En Francia la obligaron los superiores a tomar el velo negro de corista y la nombraron priora primero de Pontoise y luego de París. La madre Ana tuvo que hacerse al trato de las damas y personajes de la corte, que dieron en la moda de visitar las descalzas y someterse a su dirección. Las primeras vocaciones francesas al Carmelo pertenecían a la nobleza francesa, y fue Ana encargada de su formación, trasvasando en ellas el espíritu teresiano de que el suyo rebosaba. A ella se debe también la fundación del convento de Tours.
Una grave dificultad presentaba la permanencia en Francia de las descalzas. El cardenal Bérulle, una de las más grandes figuras de la espiritualidad francesa, quiso moldear a las carmelitas conforme a su propio espíritu, aunque siguiendo la línea de Santa Teresa. Las españolas estaban acostumbradas a la dirección de los padres y no podían hacerse a vivir sin consultar su espíritu con ellos. La Beata Ana aguantó cuanto pudo; mas, no bien comprendió que el Carmelo en Francia podía continuar por sus propios medios, aceptó la invitación de trasladarse a Bélgica, donde podría dirigirse con los descalzos, que estaban ya establecidos allí.
Llegó a Bélgica a los sesenta y tres años de su edad y fueron los años que allí vivió hasta su muerte los más fecundos de su vida. Su recuerdo está unido en Bélgica a la fundación de Amberes por ella realizada y que se convirtió pronto en un potente foco de irradiación espiritual.

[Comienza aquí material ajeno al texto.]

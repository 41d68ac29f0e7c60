//! Message structure and multipart traversal.

use crate::address::{Mailbox, parse_address, parse_address_list};
use crate::content_type::ContentType;
use crate::encoding::{decode_base64, decode_charset, decode_header, decode_quoted_printable};
use crate::error::Result;
use crate::header::Headers;

/// Transfer encoding of a body or part.
#[derive(Debug, Clone, Copy, PartialEq, Eq)]
pub enum TransferEncoding {
    /// 7-bit ASCII (the default).
    SevenBit,
    /// 8-bit text.
    EightBit,
    /// Base64.
    Base64,
    /// Quoted-Printable.
    QuotedPrintable,
    /// Raw binary.
    Binary,
}

impl TransferEncoding {
    /// Parses a Content-Transfer-Encoding value.
    #[must_use]
    pub fn parse(s: &str) -> Self {
        match s.trim().to_lowercase().as_str() {
            "8bit" => Self::EightBit,
            "base64" => Self::Base64,
            "quoted-printable" => Self::QuotedPrintable,
            "binary" => Self::Binary,
            _ => Self::SevenBit,
        }
    }
}

/// A single MIME part: headers plus raw (still encoded) body bytes.
#[derive(Debug, Clone)]
pub struct Part {
    /// Part headers.
    pub headers: Headers,
    /// Raw body bytes before transfer decoding.
    pub body: Vec<u8>,
}

impl Part {
    /// The part's content type, defaulting to `text/plain`.
    #[must_use]
    pub fn content_type(&self) -> ContentType {
        self.headers
            .get("content-type")
            .and_then(|v| ContentType::parse(v).ok())
            .unwrap_or_else(ContentType::text_plain)
    }

    /// The part's transfer encoding.
    #[must_use]
    pub fn transfer_encoding(&self) -> TransferEncoding {
        self.headers
            .get("content-transfer-encoding")
            .map_or(TransferEncoding::SevenBit, TransferEncoding::parse)
    }

    /// Decodes the body according to the transfer encoding.
    #[must_use]
    pub fn decode_body(&self) -> Vec<u8> {
        match self.transfer_encoding() {
            TransferEncoding::Base64 => {
                decode_base64(&String::from_utf8_lossy(&self.body)).unwrap_or_default()
            }
            TransferEncoding::QuotedPrintable => decode_quoted_printable(&self.body),
            _ => self.body.clone(),
        }
    }

    /// Decodes the body to text using the declared charset.
    #[must_use]
    pub fn decode_text(&self) -> String {
        let bytes = self.decode_body();
        let ct = self.content_type();
        decode_charset(ct.charset().unwrap_or("utf-8"), &bytes)
    }

    /// Attachment filename, from Content-Disposition or the name parameter.
    #[must_use]
    pub fn filename(&self) -> Option<String> {
        if let Some(disposition) = self.headers.get("content-disposition")
            && let Some(name) = disposition_param(disposition, "filename")
        {
            return Some(decode_header(&name));
        }
        self.content_type().name().map(decode_header)
    }

    /// True when this part should be treated as an attachment.
    ///
    /// Attachment disposition always wins; otherwise any non-multipart part
    /// carrying a filename counts.
    #[must_use]
    pub fn is_attachment(&self) -> bool {
        if let Some(disposition) = self.headers.get("content-disposition") {
            let kind = disposition
                .split(';')
                .next()
                .unwrap_or("")
                .trim()
                .to_lowercase();
            if kind == "attachment" {
                return true;
            }
        }
        !self.content_type().is_multipart() && self.filename().is_some()
    }
}

/// An attachment lifted out of a parsed message.
#[derive(Debug, Clone)]
pub struct AttachmentPart {
    /// Filename; a placeholder is synthesized when the part named none.
    pub filename: String,
    /// Content type, e.g. `application/pdf`.
    pub content_type: String,
    /// Decoded bytes.
    pub data: Vec<u8>,
}

/// A fully parsed message.
#[derive(Debug, Clone, Default)]
pub struct ParsedMail {
    /// Top-level headers.
    pub headers: Headers,
    /// First From mailbox.
    pub from: Option<Mailbox>,
    /// To mailboxes, in header order.
    pub to: Vec<Mailbox>,
    /// Subject, RFC 2047 decoded.
    pub subject: Option<String>,
    /// Raw Date header value (RFC 2822 date; parsing is the caller's).
    pub date: Option<String>,
    /// Message-Id with angle brackets stripped.
    pub message_id: Option<String>,
    /// First text/plain body.
    pub text_body: Option<String>,
    /// First text/html body.
    pub html_body: Option<String>,
    /// Attachments with decoded bytes.
    pub attachments: Vec<AttachmentPart>,
}

impl ParsedMail {
    /// Parses raw RFC 5322 message bytes.
    ///
    /// Multipart messages are walked recursively; the first `text/plain`
    /// and `text/html` leaves become the bodies and attachment parts are
    /// collected with their decoded bytes.
    ///
    /// # Errors
    ///
    /// Returns an error when the header block cannot be split from the
    /// body. Defective sub-parts are skipped rather than failing the whole
    /// message.
    pub fn parse(raw: &[u8]) -> Result<Self> {
        let (header_bytes, body) = split_message(raw);
        let header_text = String::from_utf8_lossy(header_bytes);
        let headers = Headers::parse(&header_text);

        let mut mail = Self {
            from: headers.get("from").and_then(parse_address),
            to: headers.get("to").map(parse_address_list).unwrap_or_default(),
            subject: headers.get_decoded("subject"),
            date: headers.get("date").map(str::to_string),
            message_id: headers
                .get("message-id")
                .map(|id| id.trim().trim_start_matches('<').trim_end_matches('>').to_string()),
            headers,
            ..Self::default()
        };

        let root = Part {
            headers: mail.headers.clone(),
            body: body.to_vec(),
        };
        mail.walk(&root, 0);

        Ok(mail)
    }

    /// Recursively collects bodies and attachments from a part tree.
    fn walk(&mut self, part: &Part, depth: usize) {
        // Guard against adversarial nesting.
        if depth > 8 {
            return;
        }

        let ct = part.content_type();

        if ct.is_multipart() {
            let Some(boundary) = ct.boundary() else {
                return;
            };
            for sub in split_multipart(&part.body, boundary) {
                self.walk(&sub, depth + 1);
            }
            return;
        }

        if part.is_attachment() {
            let filename = part
                .filename()
                .unwrap_or_else(|| format!("attachment-{}", self.attachments.len() + 1));
            self.attachments.push(AttachmentPart {
                filename,
                content_type: ct.to_string(),
                data: part.decode_body(),
            });
            return;
        }

        if ct.is("text", "plain") && self.text_body.is_none() {
            self.text_body = Some(part.decode_text());
        } else if ct.is("text", "html") && self.html_body.is_none() {
            self.html_body = Some(part.decode_text());
        }
    }
}

/// Splits raw bytes into the header block and the body.
fn split_message(raw: &[u8]) -> (&[u8], &[u8]) {
    if let Some(pos) = find_subslice(raw, b"\r\n\r\n") {
        (&raw[..pos], &raw[pos + 4..])
    } else if let Some(pos) = find_subslice(raw, b"\n\n") {
        (&raw[..pos], &raw[pos + 2..])
    } else {
        (raw, &[])
    }
}

/// Splits a multipart body into its parts.
fn split_multipart(body: &[u8], boundary: &str) -> Vec<Part> {
    let delimiter = format!("--{boundary}");
    let text = String::from_utf8_lossy(body);
    let mut parts = Vec::new();

    for chunk in text.split(delimiter.as_str()).skip(1) {
        // The closing delimiter leaves "--" (plus trailing CRLF).
        if chunk.starts_with("--") {
            break;
        }
        let chunk = chunk.trim_start_matches("\r\n").trim_start_matches('\n');
        let (header_bytes, part_body) = split_message(chunk.as_bytes());
        let headers = Headers::parse(&String::from_utf8_lossy(header_bytes));
        // Drop the CRLF that belongs to the next delimiter line.
        let part_body = strip_trailing_crlf(part_body);
        parts.push(Part {
            headers,
            body: part_body.to_vec(),
        });
    }

    parts
}

fn strip_trailing_crlf(body: &[u8]) -> &[u8] {
    if body.ends_with(b"\r\n") {
        &body[..body.len() - 2]
    } else if body.ends_with(b"\n") {
        &body[..body.len() - 1]
    } else {
        body
    }
}

fn find_subslice(haystack: &[u8], needle: &[u8]) -> Option<usize> {
    haystack
        .windows(needle.len())
        .position(|window| window == needle)
}

fn disposition_param(disposition: &str, key: &str) -> Option<String> {
    for param in disposition.split(';').skip(1) {
        if let Some((name, value)) = param.trim().split_once('=')
            && name.trim().eq_ignore_ascii_case(key)
        {
            return Some(value.trim().trim_matches('"').to_string());
        }
    }
    None
}

#[cfg(test)]
#[allow(clippy::unwrap_used)]
mod tests {
    use super::*;

    fn crlf(text: &str) -> Vec<u8> {
        text.replace('\n', "\r\n").into_bytes()
    }

    #[test]
    fn single_part_plain() {
        let raw = crlf(
            "From: Alice <alice@example.com>\n\
             To: bob@example.com\n\
             Subject: Hi\n\
             Date: Mon, 6 Jul 2026 10:00:00 +0000\n\
             Message-Id: <m1@example.com>\n\
             Content-Type: text/plain; charset=utf-8\n\
             \n\
             Hello Bob",
        );

        let mail = ParsedMail::parse(&raw).unwrap();
        assert_eq!(mail.from.as_ref().unwrap().address, "alice@example.com");
        assert_eq!(mail.from.as_ref().unwrap().name.as_deref(), Some("Alice"));
        assert_eq!(mail.to[0].address, "bob@example.com");
        assert_eq!(mail.subject.as_deref(), Some("Hi"));
        assert_eq!(mail.message_id.as_deref(), Some("m1@example.com"));
        assert_eq!(mail.text_body.as_deref(), Some("Hello Bob"));
        assert!(mail.html_body.is_none());
        assert!(mail.attachments.is_empty());
    }

    #[test]
    fn multipart_alternative() {
        let raw = crlf(
            "From: a@example.com\n\
             To: b@example.com\n\
             Content-Type: multipart/alternative; boundary=XYZ\n\
             \n\
             --XYZ\n\
             Content-Type: text/plain\n\
             \n\
             plain body\n\
             --XYZ\n\
             Content-Type: text/html\n\
             \n\
             <p>html body</p>\n\
             --XYZ--\n",
        );

        let mail = ParsedMail::parse(&raw).unwrap();
        assert_eq!(mail.text_body.as_deref(), Some("plain body"));
        assert_eq!(mail.html_body.as_deref(), Some("<p>html body</p>"));
    }

    #[test]
    fn nested_multipart_with_attachment() {
        let raw = crlf(
            "From: a@example.com\n\
             To: b@example.com\n\
             Content-Type: multipart/mixed; boundary=outer\n\
             \n\
             --outer\n\
             Content-Type: multipart/alternative; boundary=inner\n\
             \n\
             --inner\n\
             Content-Type: text/plain\n\
             \n\
             the text\n\
             --inner--\n\
             --outer\n\
             Content-Type: application/pdf; name=\"doc.pdf\"\n\
             Content-Disposition: attachment; filename=\"doc.pdf\"\n\
             Content-Transfer-Encoding: base64\n\
             \n\
             JVBERi0=\n\
             --outer--\n",
        );

        let mail = ParsedMail::parse(&raw).unwrap();
        assert_eq!(mail.text_body.as_deref(), Some("the text"));
        assert_eq!(mail.attachments.len(), 1);
        assert_eq!(mail.attachments[0].filename, "doc.pdf");
        assert_eq!(mail.attachments[0].content_type, "application/pdf");
        assert_eq!(mail.attachments[0].data, b"%PDF-");
    }

    #[test]
    fn quoted_printable_body() {
        let raw = crlf(
            "From: a@example.com\n\
             Content-Type: text/plain; charset=utf-8\n\
             Content-Transfer-Encoding: quoted-printable\n\
             \n\
             caf=C3=A9",
        );

        let mail = ParsedMail::parse(&raw).unwrap();
        assert_eq!(mail.text_body.as_deref(), Some("café"));
    }

    #[test]
    fn inline_image_without_filename_is_not_body() {
        let raw = crlf(
            "Content-Type: multipart/mixed; boundary=B\n\
             \n\
             --B\n\
             Content-Type: text/plain\n\
             \n\
             body\n\
             --B\n\
             Content-Type: image/png; name=\"pixel.png\"\n\
             Content-Transfer-Encoding: base64\n\
             \n\
             iVBORw0=\n\
             --B--\n",
        );

        let mail = ParsedMail::parse(&raw).unwrap();
        assert_eq!(mail.attachments.len(), 1);
        assert_eq!(mail.attachments[0].filename, "pixel.png");
        assert_eq!(mail.attachments[0].content_type, "image/png");
    }

    #[test]
    fn headers_only_message() {
        let raw = b"Subject: bare\r\n".to_vec();
        let mail = ParsedMail::parse(&raw).unwrap();
        assert_eq!(mail.subject.as_deref(), Some("bare"));
        // No body separator: everything is headers, body empty.
        assert_eq!(mail.text_body.as_deref(), Some(""));
    }
}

Desde la reja de su locutorio y a través de su correspondencia ejerció poderosa influencia sobre la sociedad belga, colaborando al desarrollo de la espiritualidad y vida de oración entre aquellas gentes que se han distinguido siempre entre las más dispuestas para la vida sobrenatural.
Cuando Mauricio de Nassau intentó por tres veces tomar por sorpresa la fortaleza de Amberes, la población atribuyó a las oraciones de la Beata y de sus monjas la liberación, y la infanta y los generales acudieron al locutorio para agradecerle su intervención.
Murió la Beata Ana de San Bartolomé el 7 de junio de 1626, precisamente el día de la Santísima Trinidad, cuya presencia sintió de manera especial en su alma durante los últimos años de su vida.
Su memoria perdura viva en el Carmelo y en la ciudad de Amberes, que en los días terribles de la guerra mundial volvió a encomendarse a ella, atribuyendo a su mediación protectora el haberse visto libre de la destrucción.